SEMINAR 2 dengan topik "Trend and Controversies of Obstetric Care in the Aspect of Medicolegal". Tampil para praktisi sebagai pembicara:

  1. dr.Ova Emilia, M.Med.Ed, PhD, SpOG(K),dengan judul: Water Birth
  2. dr.Zainal Arifin, SpOG, dengan judul: Hypnobirthing

Pada 2 topik seminar ini membahas prmasalahan klinis sebagai tambahan pengetahuan bagi para peserta, yang kebanyakan adalah dokter spesialis obsgyn, dokter umum, dan bidan.
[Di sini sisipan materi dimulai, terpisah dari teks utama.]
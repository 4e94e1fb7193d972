//! tms-estimator binary.
//!
//! Usage:
//!     tms-estimator                  serve the HTTP API
//!     tms-estimator estimate ...     estimate one job
//!     tms-estimator config show      print the effective configuration

use std::sync::Arc;

use clap::Parser;
use tracing_subscriber::{layer::SubscriberExt, util::SubscriberInitExt};

use tms_estimator::Config;
use tms_estimator::api::{ApiState, EstimatorApi};
use tms_estimator::cli::{Cli, Command, run_config_command, run_estimate_command};
use tms_estimator::estimation::{ConfigStore, DurationEstimator, EstimatorConfig, ModelEstimator};
use tms_estimator::llm::create_llm_provider;
use tms_estimator::server::ApiServer;

const DEFAULT_LOG_FILTER: &str = "tms_estimator=info,tower_http=info";

#[tokio::main]
async fn main() -> anyhow::Result<()> {
    dotenvy::dotenv().ok();
    init_tracing();

    let cli = Cli::parse();
    let config = Config::from_env()?;

    let store = Arc::new(ConfigStore::new(
        EstimatorConfig::defaults(config.openai.model.clone()),
        config.store.override_path.clone(),
    ));

    match cli.command.unwrap_or(Command::Serve) {
        Command::Config(cmd) => run_config_command(cmd, &store).await,
        Command::Estimate(args) => {
            let estimator = build_estimator(&config, store);
            run_estimate_command(args, &estimator).await
        }
        Command::Serve => serve(config, store).await,
    }
}

fn init_tracing() {
    let filter = tracing_subscriber::EnvFilter::try_from_default_env()
        .unwrap_or_else(|_| DEFAULT_LOG_FILTER.into());
    let json = std::env::var("LOG_FORMAT").is_ok_and(|v| v.eq_ignore_ascii_case("json"));

    let registry = tracing_subscriber::registry().with(filter);
    if json {
        registry.with(tracing_subscriber::fmt::layer().json()).init();
    } else {
        registry.with(tracing_subscriber::fmt::layer()).init();
    }
}

fn build_estimator(config: &Config, store: Arc<ConfigStore>) -> DurationEstimator {
    let provider = create_llm_provider(&config.openai);
    DurationEstimator::new(store, ModelEstimator::new(provider, config.openai.timeout))
}

async fn serve(config: Config, store: Arc<ConfigStore>) -> anyhow::Result<()> {
    tracing::info!("Starting estimation service");
    tracing::info!("  Environment: {}", config.environment);
    tracing::info!("  Override: {}", store.path().display());

    let estimator = Arc::new(build_estimator(&config, store));
    let router = EstimatorApi::router(ApiState {
        estimator,
        environment: config.environment.clone(),
    });

    let mut server = ApiServer::new(config.http.clone(), router);
    server.start().await?;

    tokio::signal::ctrl_c().await?;
    tracing::info!("Received shutdown signal");
    server.shutdown().await;

    Ok(())
}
Meskipun pertemuan hari ke dua berlangsung sampai sore, tetapi para peserta tetap antusias mengikuti sampai selesai karena topik-topik yang diangkat cukup up to date dan menarik.

Khusus anggota HOGSI masih melanjutkan Focus Group Discussion pada malam hari, dengan topik "Pelaksanaan dan Hambatan Jampersal di Lapangan". Tentu saja penulis tidak ikut karena bukan anggota HOGSI.

Pertemuan secara umum akan berlanjut besok hari terakhir dengan topik-topik yang makin menarik. Penulis berusaha untuk melaporkan secara keseluruhan, baru akan membahas lesson learnt dari acara PIT V HOGSI baik proses maupun materinya. Mungkin ada sesuatu yang bisa diambil sebagai bagian dari proses pembelajaran di organisasi PMPK FK UGM.